Ministero della Cultura - MIC-Direzione generale archivi

Servizio Archivistico Nazionale

Archivi d'impresa

GARDINI, Raul

L’aiuto di Cuccia
Queste difficoltà sono anche il risvolto di una crescita del mercato borsistico (la capitalizzazione lorda di Borsa passa dai 24.000 miliardi del 1980 ai 142.000 del 1987), a cui molto ha contribuito l’introduzione dei fondi comuni d’investimento, ma che è avvenuta in un contesto istituzionale ancora fragile, poiché a quella data sono ancora assenti diversi strumenti normativi tipici di un capitalismo maturo, come la sanzione dell’insider trading, la regolamentazione della competizione, l’autorizzazione ai fondi pensionistici a operare in Borsa.

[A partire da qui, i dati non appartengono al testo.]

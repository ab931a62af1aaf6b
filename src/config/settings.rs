use std::env;

#[derive(Debug, Clone)]
pub struct RatingSettings {
    pub baseline_rating: i32,
    pub k_factor: f64,
    pub scale: f64,
}

impl Default for RatingSettings {
    fn default() -> Self {
        Self {
            baseline_rating: 1000,
            k_factor: 25.0,
            scale: 400.0,
        }
    }
}

#[derive(Debug, Clone)]
pub struct StorageSettings {
    pub players_path: String,
    pub games_path: String,
}

impl Default for StorageSettings {
    fn default() -> Self {
        Self {
            players_path: "players.json".to_string(),
            games_path: "games.json".to_string(),
        }
    }
}

impl StorageSettings {
    /// File locations, with env overrides for deployments.
    pub fn from_env() -> Self {
        let defaults = Self::default();
        Self {
            players_path: env::var("PLAYERS_FILE").unwrap_or(defaults.players_path),
            games_path: env::var("GAMES_FILE").unwrap_or(defaults.games_path),
        }
    }
}

#[derive(Debug, Clone)]
pub struct AppConfig {
    pub rating: RatingSettings,
    pub storage: StorageSettings,
}

impl Default for AppConfig {
    fn default() -> Self {
        Self::new()
    }
}

impl AppConfig {
    pub fn new() -> Self {
        Self {
            rating: RatingSettings::default(),
            storage: StorageSettings::from_env(),
        }
    }
}
//! URL rewriting in front of another resource provider

use super::{unsupported, BoxResourceProvider, Resource, ResourceProvider};
use crate::error::ProviderError;
use crate::provider::ProviderResult;
use async_trait::async_trait;
use regex::Regex;
use serde::{Deserialize, Serialize};
use tracing::debug;
use url::Url;

/// A rewrite rule: URLs matching `pattern` are replaced by `template`.
///
/// The template may reference capture groups as `$1`, `${name}` and so on.
#[derive(Debug, Clone)]
pub struct UrlMapping {
    pattern: Regex,
    template: String,
}

impl UrlMapping {
    pub fn new(pattern: &str, template: impl Into<String>) -> Result<Self, regex::Error> {
        Ok(Self {
            pattern: Regex::new(pattern)?,
            template: template.into(),
        })
    }

    fn apply(&self, url: &Url) -> Option<String> {
        if self.pattern.is_match(url.as_str()) {
            Some(
                self.pattern
                    .replace(url.as_str(), self.template.as_str())
                    .into_owned(),
            )
        } else {
            None
        }
    }
}

/// Serializable form of a [`UrlMapping`]
#[derive(Debug, Clone, PartialEq, Eq, Serialize, Deserialize)]
pub struct MappingRule {
    pub pattern: String,
    pub template: String,
}

impl TryFrom<&MappingRule> for UrlMapping {
    type Error = regex::Error;

    fn try_from(rule: &MappingRule) -> Result<Self, Self::Error> {
        UrlMapping::new(&rule.pattern, rule.template.clone())
    }
}

/// Rewrites URLs through the first matching rule before delegating
pub struct MappedProvider<T> {
    inner: BoxResourceProvider<T>,
    rules: Vec<UrlMapping>,
}

impl<T> MappedProvider<T> {
    pub fn new(inner: BoxResourceProvider<T>, rules: Vec<UrlMapping>) -> Self {
        Self { inner, rules }
    }

    /// Apply the first matching rule; URLs matching no rule pass through
    pub fn map(&self, url: &Url) -> ProviderResult<Url> {
        for rule in &self.rules {
            if let Some(rewritten) = rule.apply(url) {
                debug!(from = %url, to = %rewritten, "rewrote URL");
                return Url::parse(&rewritten).map_err(|e| {
                    ProviderError::failed_with(
                        format!("URL {} was rewritten to an invalid URL: {}", url, rewritten),
                        e,
                    )
                });
            }
        }
        Ok(url.clone())
    }
}

#[async_trait]
impl<T> ResourceProvider<T> for MappedProvider<T>
where
    T: Send,
{
    fn supports(&self, url: &Url) -> bool {
        self.map(url)
            .map(|mapped| self.inner.supports(&mapped))
            .unwrap_or(false)
    }

    async fn get(&self, url: &Url) -> ProviderResult<Resource<T>> {
        let mapped = self.map(url)?;
        if !self.inner.supports(&mapped) {
            return Err(unsupported(url));
        }
        self.inner.get(&mapped).await
    }
}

Le piramidi societarie e l’ampia emissione di azioni di risparmio (senza diritto di voto) non contribuiscono a creare un clima di stabilità e fiducia. La severa crisi dell’ottobre 1987 rende ineviabile il riavvicinamento fra Cuccia e Gardini, reso più agevole dall’estromissione di Schimberni. Ormai privo del sostegno dei risparmiatori, per non restare schiacciato dalla sua conquista Gardini non può far altro che ricorrere a Mediobanca, di fatto indispensabile supporto della grande impresa nell’Italia degli anni Ottanta. All’inizio del 1988 Cuccia progetta un complesso piano di riassetto societario il cui nucleo centrale prevede la fusione fra Iniziativa Meta (ovvero le più redditizie attività della Montedison) e Ferruzzi finanziaria, così da dar vita a Ferfin, la nuova holding di controllo dell’intero gruppo, che a un patrimonio di 2.000 miliardi di lire oppone debiti per 1.200, ma vanta anche partecipazioni per 3.200 miliardi di lire. L’operazione reca consistente sollievo ai Ferruzzi, non mancano però critiche all’ingegneria finanziaria di Cuccia, sia per i concambi, che appaiono troppo favorevoli alla famiglia ravennate, sia perché l’operazione danneggia gli azionisti di Montedison, una società quotata in Borsa, che viene depauperata di una delle componenti più pregiate. Insieme con l’attuazione del piano elaborato da Cuccia, vengono effettuate diverse cessioni; e tuttavia resta pesante l’indebitamento di Montedison, per la quale sono necessari 1.300 miliardi l’anno di interessi passivi.

 

La vicenda Enimont
Questa ragione, la scarsa omogeneità delle strutture produttive, il disinteresse per la chimica di base, spingono Gardini a intavolare trattative nel corso del 1988 con il presidente dell’Eni, Franco Reviglio, per dar vita a un’azienda comune alla quale conferire gli impianti per le produzioni chimiche di base, le fibre, gli elastomeri e i prodotti per l’agricoltura, premessa ineludibile per ottenere adeguate economie di scala che in quei comparti nessuno dei due gruppi da solo può raggiungere. Nasce così nel gennaio del 1989 l’Enimont, un’impresa chimica che si colloca fra le prime dieci del mondo con 14.000 miliardi di fatturato e 20.000 dipendenti, ma che soprattutto consente a Gardini di liberarsi di 4.000 miliardi di debiti e, al tempo stesso, di conservare la parte migliore della Montedison, poiché le produzioni di polipropilene, i derivati del fluoro e la farmaceutica non entrano a far parte dell’Enimont. L’accordo presenta tuttavia due punti deboli. Innanzitutto il Governo non riesce a far approvare dal Parlamento la legge – promessa a Gardini – che consente l’abbattimento degli oneri fiscali (1.200 miliardi) sulle plusvalenze derivanti alla Montedison dalla fusione. In secondo luogo l’intesa prevede per Eni e Montedison il possesso paritetico del 40% della nuova società e il restante 20% da porre sul mercato, con il patto che i soci non ne approfittino per alterare l’equilibrio. Quando però nell’ottobre del 1989 il titolo esordisce in Borsa, sono sodali e partner di Gardini che intervengono per acquistarne quantità tali da squilibrare di fatto i rapporti. La vicenda Enimont si trascina quindi per quasi due anni fra polemiche e scontri di ogni genere, finché nel novembre del 1990 la Montedison cede all’Eni il suo 40% per 2.805 miliardi di lire, una somma che a molti pare eccessiva.